VPC Peering経由でのSecurity Group相互参照(クロスアカウントもOK)がサポートされたので試してみた

西澤です。遂にVPC Perring越しでのSecurity Group相互参照がサポートされたようです。しかも、クロスアカウント(異なるAWSアカウント同士)も利用可能とのこと。これは本当に嬉しいアップデートですね。早速試してみることにしました。

• Announcing Support for Security Group References in a Peered VPC

クロスアカウントでのVPC Peering構成

下記のような環境を準備して試してみることにしました。

やることは下記記事とほとんど変わりありません。

• [VPC Peering] 異なるAWSアカウントでのVPCピア接続を試してみた ｜ Developers.IO

事前準備

CIDRに重複が無いことにだけ注意をすれば、適当なVPC、サブネットでも問題ありません。今回は、Peering要求のところだけ、画像付きで手順をご紹介しておきます。

Account AからVPC Peeringを要求

Account AのVPCから、Account BのVPCに対して、VPC Peeringをリクエストします。

Account BにてVPC Peeringを承諾

しばらく待つと、Account B側でリクエストされたVPC Peeringが見えるようになるので、Acceptします。

Account Aでルーティング追加

Account AのVPCからPeeringしたAccout BのVPCへのルーティングを追加しておきましょう。

Account Bでルーティング追加

Account Bのルーティングも同様です。

クロスアカウントでのSecurity Group設定

いよいよ今回の本題です。

VPC PeeringしていないSecurity Groupの参照を試してみる

まずは、試しにVPC PeeringをしていないデタラメなSecurity Groupを指定して追加できるか試してみます。

予想通り、というか、これまで通り、エラーとなり追加ができませんでした。

VPC Peeringされている別AWSアカウントのSecurity Groupを参照してみる

今度はVPC Peeringで接続されている別AWSアカウントのSecurity Groupを指定してみます。上記と同様に、送信元欄で"カスタムIP"を選んでSecurity Group IDを入力したのですが、すんなり追加できました。

マスクしている為、わかりづらいのですが、追加した行の送信元欄は、別アカウントのSecurity Groupであることがわかるように、AWS Account ID/Security Group IDの形式で表示されました。これはとても親切ですね。尚、設定変更時にはAWS Account IDは特に指定せず、Security Group IDを指定のみで設定できました。

Security Groupは、EC2だけでなく、VPCにも設定画面がありますよね(EC2-Classicとか過去の話は割愛)。一応、こちらも確認してみます。

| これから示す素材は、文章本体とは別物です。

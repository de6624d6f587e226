//! Reference asset quotes — the `PriceFeed` seam.
//!
//! Pool valuations need the USD price of each pool's paired asset. Feeds are
//! off-chain services and fail independently of the RPC endpoints; callers
//! substitute configured fallbacks when a quote is missing.

use std::collections::BTreeMap;
use std::fmt;

use async_trait::async_trait;
use serde::{Deserialize, Serialize};

/// External asset whose USD quote values a pool's paired reserve.
#[derive(Debug, Clone, Copy, PartialEq, Eq, PartialOrd, Ord, Hash, Serialize, Deserialize)]
#[serde(rename_all = "lowercase")]
pub enum ReferenceAsset {
    Bnb,
    Eth,
}

impl ReferenceAsset {
    pub const ALL: [ReferenceAsset; 2] = [ReferenceAsset::Bnb, ReferenceAsset::Eth];

    /// Identifier used by CoinGecko-style price APIs.
    pub fn coingecko_id(self) -> &'static str {
        match self {
            Self::Bnb => "binancecoin",
            Self::Eth => "ethereum",
        }
    }

    pub fn symbol(self) -> &'static str {
        match self {
            Self::Bnb => "BNB",
            Self::Eth => "ETH",
        }
    }
}

impl fmt::Display for ReferenceAsset {
    fn fmt(&self, f: &mut fmt::Formatter<'_>) -> fmt::Result {
        f.write_str(self.symbol())
    }
}

/// USD quotes keyed by asset. An asset may be absent.
#[derive(Debug, Clone, Default, PartialEq, Serialize, Deserialize)]
pub struct ReferencePrices(BTreeMap<ReferenceAsset, f64>);

impl ReferencePrices {
    pub fn new() -> Self {
        Self::default()
    }

    /// Insert a quote; non-finite or non-positive values are ignored.
    pub fn with(mut self, asset: ReferenceAsset, usd: f64) -> Self {
        self.insert(asset, usd);
        self
    }

    pub fn insert(&mut self, asset: ReferenceAsset, usd: f64) {
        if usd.is_finite() && usd > 0.0 {
            self.0.insert(asset, usd);
        }
    }

    pub fn get(&self, asset: ReferenceAsset) -> Option<f64> {
        self.0.get(&asset).copied()
    }

    pub fn contains(&self, asset: ReferenceAsset) -> bool {
        self.0.contains_key(&asset)
    }
}

impl FromIterator<(ReferenceAsset, f64)> for ReferencePrices {
    fn from_iter<I: IntoIterator<Item = (ReferenceAsset, f64)>>(iter: I) -> Self {
        let mut prices = Self::new();
        for (asset, usd) in iter {
            prices.insert(asset, usd);
        }
        prices
    }
}

#[derive(Debug, thiserror::Error)]
pub enum PriceError {
    #[error("price request failed: {0}")]
    Request(String),

    #[error("price service returned HTTP {status}")]
    Status { status: u16 },

    #[error("price request timed out after {ms}ms")]
    Timeout { ms: u64 },

    #[error("malformed price response: {0}")]
    Malformed(String),
}

/// Source of USD quotes for reference assets.
#[async_trait]
pub trait PriceFeed: Send + Sync + 'static {
    /// Quote `assets` in USD. Assets the service does not know are omitted
    /// from the result rather than failing the whole request.
    async fn quote(&self, assets: &[ReferenceAsset]) -> Result<ReferencePrices, PriceError>;

    /// Short name for logs.
    fn name(&self) -> &str;
}

/// A feed that always answers with the same quotes. Useful offline.
#[derive(Debug, Clone, Default)]
pub struct StaticPriceFeed {
    prices: ReferencePrices,
}

impl StaticPriceFeed {
    pub fn new(prices: ReferencePrices) -> Self {
        Self { prices }
    }
}

#[async_trait]
impl PriceFeed for StaticPriceFeed {
    async fn quote(&self, assets: &[ReferenceAsset]) -> Result<ReferencePrices, PriceError> {
        Ok(assets
            .iter()
            .filter_map(|a| self.prices.get(*a).map(|p| (*a, p)))
            .collect())
    }

    fn name(&self) -> &str {
        "static"
    }
}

VPC側から見た画面は、EC2画面ほどは親切な表示にはなっていませんでした。ただ、追加・変更はVPC側からでももちろん問題ありません。

疎通確認

一応、このSecurity Groupの相互参照を使って通信できることを確認しておきましょう。EC2−AからEC2-Bへの80ポートへの通信が可能であることを確認します。Security Groupをそれぞれに割り当てた上で、EC2-BでWEBサーバを起動しておき、EC2-Aから接続してみます。

[ec2-user@ip-10-222-0-49 ~]$ curl 10.111.0.245
This is ip-10-111-0-245!
[ec2-user@ip-10-222-0-49 ~]$ curl -I 10.111.0.245
HTTP/1.1 200 OK
Date: Wed, 02 Mar 2016 02:28:08 GMT
Server: Apache/2.2.31 (Amazon)
Last-Modified: Wed, 02 Mar 2016 02:26:55 GMT
ETag: "406ac-19-52d079d9c9e13"
Accept-Ranges: bytes
Content-Length: 25
Connection: close
Content-Type: text/html; charset=UTF-8

はい。問題なさそうですね。

まとめ

Security Groupの大きな特徴である相互参照機能は、ELB、EC2、RDS等のAWSリソースの追加・変更にも柔軟に追従することができる非常に便利な機能です。これをVPC Peering経由でも活用できるというのは本当に素晴らしいです。そもそもVPC Peeringしなければいけない理由も、AWSアカウントまたはVPCを分割せざるを得ないセキュリティ要件である場合が多いので、活躍する場面はとても多そうですね。積極的に利用して行こうと思います。